A bit of perspective - when my now 26-yr-old child was 8 months old, we ended up at St Jo ER on a Saturday night due to a very high fever. He was a S&W patient, but they only had a small clinic at the time so St. Jo's was the only ER. Due to low oxygen saturation levels, he was admitted to their pediatric floor for treatment of bronchiolitis. Years later, when he was 12 years old, he was hospitalized with pneumonia and was on the pediatric floor at the former 'The Med.' Both times, either the on-call S&W pediatrician or his S&W primary care pediatrician managed his care while in the hospital.

Many years later:
This week, my 14-month-old grandchild was diagnosed with bronchiolitis and pneumonia at S&W during an appointment for a persistent fever (subsequently tested positive for parainfluenza and rhinovirus). His oxygen saturation levels were low-ish (upper 80's when napping in the exam room). He was originally seen at a scheduled late afternoon appointment but was sent to the ER when it was close to 5pm and his O2 sats were not improving.
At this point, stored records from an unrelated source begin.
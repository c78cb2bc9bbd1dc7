//! Cross-seed/hardlink group-id discovery and desired-state propagation.
//!
//! `seedkeeper-apply` has no index dependency and only ever sees one
//! torrent's desired state at a time; expanding a delete, move, or
//! category decision across its cross-seed/hardlink group is this crate's
//! job, performed after `seedkeeper_rules::process_cycle` and before the
//! applier runs.

use std::collections::{HashMap, HashSet};

use seedkeeper_client::ReleaseParser;
use seedkeeper_core::condition::{ConditionField, RuleCondition};
use seedkeeper_core::desired_state::Provenanced;
use seedkeeper_core::model::Torrent;
use seedkeeper_core::rule::{ActionConditions, DeleteMode, Rule};
use seedkeeper_core::TorrentDesiredState;
use seedkeeper_indices::{
    build_group_index, CrossSeedIndex, GroupIndex, HardlinkIndex, GROUP_CONTENT_SAVE_PATH,
};
use seedkeeper_rules::resolve_group_id;

fn all_conditions(actions: &ActionConditions) -> Vec<&RuleCondition> {
    let mut conditions = Vec::new();
    if let Some(speed) = &actions.speed_limits {
        conditions.extend(speed.upload.as_ref().and_then(|slot| slot.condition.as_ref()));
        conditions.extend(speed.download.as_ref().and_then(|slot| slot.condition.as_ref()));
    }
    if let Some(share) = &actions.share_limits {
        conditions.extend(share.ratio.as_ref().and_then(|slot| slot.condition.as_ref()));
        conditions.extend(share.seeding_minutes.as_ref().and_then(|slot| slot.condition.as_ref()));
    }
    conditions.extend(actions.pause.as_ref().and_then(|a| a.condition.as_ref()));
    conditions.extend(actions.resume.as_ref().and_then(|a| a.condition.as_ref()));
    conditions.extend(actions.recheck.as_ref().and_then(|a| a.condition.as_ref()));
    conditions.extend(actions.reannounce.as_ref().and_then(|a| a.condition.as_ref()));
    conditions.extend(actions.category.as_ref().and_then(|a| a.condition.as_ref()));
    for tag in &actions.tags {
        conditions.extend(tag.condition.as_ref());
    }
    conditions.extend(actions.mv.as_ref().and_then(|a| a.condition.as_ref()));
    conditions.extend(actions.delete.as_ref().and_then(|a| a.condition.as_ref()));
    conditions.extend(actions.external_program.as_ref().and_then(|a| a.condition.as_ref()));
    conditions
}

fn collect_leaf_group_ids(condition: &RuleCondition, rule: &Rule, out: &mut HashSet<String>) {
    match condition {
        RuleCondition::Leaf(leaf) => {
            if matches!(leaf.field, ConditionField::IsGrouped | ConditionField::GroupSize) {
                out.insert(resolve_group_id(leaf, rule));
            }
        }
        RuleCondition::Group { conditions, .. } => {
            for child in conditions {
                collect_leaf_group_ids(child, rule, out);
            }
        }
    }
}

/// Every group id `rule` might need a [`GroupIndex`] for, whether
/// referenced by a leaf condition or by an action's own propagation field.
///
/// Delete and move decisions carry their `group_id` through unchanged
/// (`seedkeeper_rules::processor`'s `fold_delete`/`fold_move` apply no
/// fallback), so only an explicit `group_id` needs an index here.
/// `DeleteWithFilesIncludeCrossSeeds` and `include_hardlinks` expand via
/// the cross-seed/hardlink indices directly and need no [`GroupIndex`].
fn required_group_ids(rule: &Rule) -> HashSet<String> {
    let mut ids = HashSet::new();
    for condition in all_conditions(&rule.actions) {
        collect_leaf_group_ids(condition, rule, &mut ids);
    }
    if let Some(delete) = &rule.actions.delete {
        if delete.enabled {
            ids.extend(delete.group_id.clone());
        }
    }
    if let Some(mv) = &rule.actions.mv {
        if mv.enabled {
            ids.extend(mv.group_id.clone());
        }
    }
    if let Some(category) = &rule.actions.category {
        let group_id = category
            .group_id
            .clone()
            .or_else(|| category.include_cross_seeds.then(|| GROUP_CONTENT_SAVE_PATH.to_string()));
        if category.enabled {
            ids.extend(group_id);
        }
    }
    ids
}

/// Build every `(rule_id, group_id)` index a cycle's rules reference,
/// keyed the way [`seedkeeper_rules::CycleContext::group_index`] expects.
/// Group indices that share a `group_id` across rules are built once and
/// cloned, since the index itself does not depend on the rule.
#[must_use]
pub fn build_group_indices(
    rules: &[Rule],
    torrents: &[Torrent],
    release_parser: Option<&dyn ReleaseParser>,
    hardlink_index: Option<&HardlinkIndex>,
) -> HashMap<String, GroupIndex> {
    let mut built: HashMap<String, GroupIndex> = HashMap::new();
    let mut out = HashMap::new();
    for rule in rules {
        for group_id in required_group_ids(rule) {
            let index = built
                .entry(group_id.clone())
                .or_insert_with(|| build_group_index(&group_id, torrents, release_parser, hardlink_index))
                .clone();
            out.insert(format!("{}|{group_id}", rule.id), index);
        }
    }
    out
}

/// Propagate delete/move/category decisions across each trigger torrent's
/// cross-seed and/or hardlink group.
///
/// A peer already carrying its own decision for the same action kind is
/// left untouched: group propagation fills gaps, it never overrides a
/// torrent's own matched rules.
pub fn expand_groups(
    desired: &mut HashMap<String, TorrentDesiredState>,
    cross_seed: &CrossSeedIndex,
    hardlink_index: Option<&HardlinkIndex>,
    group_indices: &HashMap<String, GroupIndex>,
) {
    downgrade_preserve_cross_seeds(desired, cross_seed);

    let triggers: Vec<(String, TorrentDesiredState)> =
        desired.iter().map(|(hash, state)| (hash.clone(), state.clone())).collect();

    for (hash, state) in &triggers {
        if let Some(decision) = &state.delete {
            expand_delete(hash, decision, desired, cross_seed, hardlink_index, group_indices);
        }
        if let Some(decision) = &state.mv {
            expand_by_group(hash, decision, group_indices, desired, |s| &mut s.mv);
        }
        if let Some(decision) = &state.category {
            expand_by_group(hash, decision, group_indices, desired, |s| &mut s.category);
        }
    }
}

fn downgrade_preserve_cross_seeds(
    desired: &mut HashMap<String, TorrentDesiredState>,
    cross_seed: &CrossSeedIndex,
) {
    for (hash, state) in desired.iter_mut() {
        if let Some(decision) = &mut state.delete {
            if decision.value.mode == DeleteMode::DeleteWithFilesPreserveCrossSeeds
                && cross_seed.has_peer(hash)
            {
                decision.value.mode = DeleteMode::KeepFiles;
            }
        }
    }
}

fn expand_delete(
    hash: &str,
    decision: &Provenanced<seedkeeper_core::desired_state::DeleteDecision>,
    desired: &mut HashMap<String, TorrentDesiredState>,
    cross_seed: &CrossSeedIndex,
    hardlink_index: Option<&HardlinkIndex>,
    group_indices: &HashMap<String, GroupIndex>,
) {
    let mut peers: HashSet<String> = HashSet::new();
    if decision.value.mode == DeleteMode::DeleteWithFilesIncludeCrossSeeds {
        peers.extend(cross_seed.peers_of(hash));
    }
    if decision.value.include_hardlinks {
        if let Some(index) = hardlink_index {
            peers.extend(index.copies_of(hash));
        }
    }
    if let Some(group_id) = &decision.value.group_id {
        if let Some(index) = group_indices.get(&format!("{}|{group_id}", decision.rule_id)) {
            peers.extend(index.peers_of(hash));
        }
    }
    for peer in peers {
        let entry = desired.entry(peer).or_default();
        if entry.delete.is_none() {
            entry.delete = Some(decision.clone());
        }
    }
}

fn expand_by_group<T: Clone>(
    hash: &str,
    decision: &Provenanced<T>,
    group_indices: &HashMap<String, GroupIndex>,
    desired: &mut HashMap<String, TorrentDesiredState>,
    slot: impl Fn(&mut TorrentDesiredState) -> &mut Option<Provenanced<T>>,
) where
    T: GroupScoped,
{
    let Some(group_id) = decision.value.group_id() else {
        return;
    };
    let Some(index) = group_indices.get(&format!("{}|{group_id}", decision.rule_id)) else {
        return;
    };
    for peer in index.peers_of(hash) {
        let entry = desired.entry(peer).or_default();
        let field = slot(entry);
        if field.is_none() {
            *field = Some(decision.clone());
        }
    }
}

/// Decisions that carry their own propagation group id.
trait GroupScoped {
    fn group_id(&self) -> Option<&str>;
}

impl GroupScoped for seedkeeper_core::desired_state::MoveDecision {
    fn group_id(&self) -> Option<&str> {
        self.group_id.as_deref()
    }
}

impl GroupScoped for seedkeeper_core::desired_state::CategoryDecision {
    fn group_id(&self) -> Option<&str> {
        self.group_id.as_deref()
    }
}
After ER triage, he had to be transported, by ambulance, to the children's hospital in Temple for oxygen support. Thankfully, he was discharged less than 24 hours later.
NGL, we are not looking forward to the upcoming ambulance/ER bills.

Why are children not treated locally? The nurse in Temple said they see many BCS patients. Why have the local hospitals decided to not manage pediatric patients?

Is it because Hospitalists now manage admitted patients (instead of the patient's regular physician or a rotating on-call physician) and those that treat children are not cost effective? Too expensive to have pediatric-specific equipment? Staffing issues?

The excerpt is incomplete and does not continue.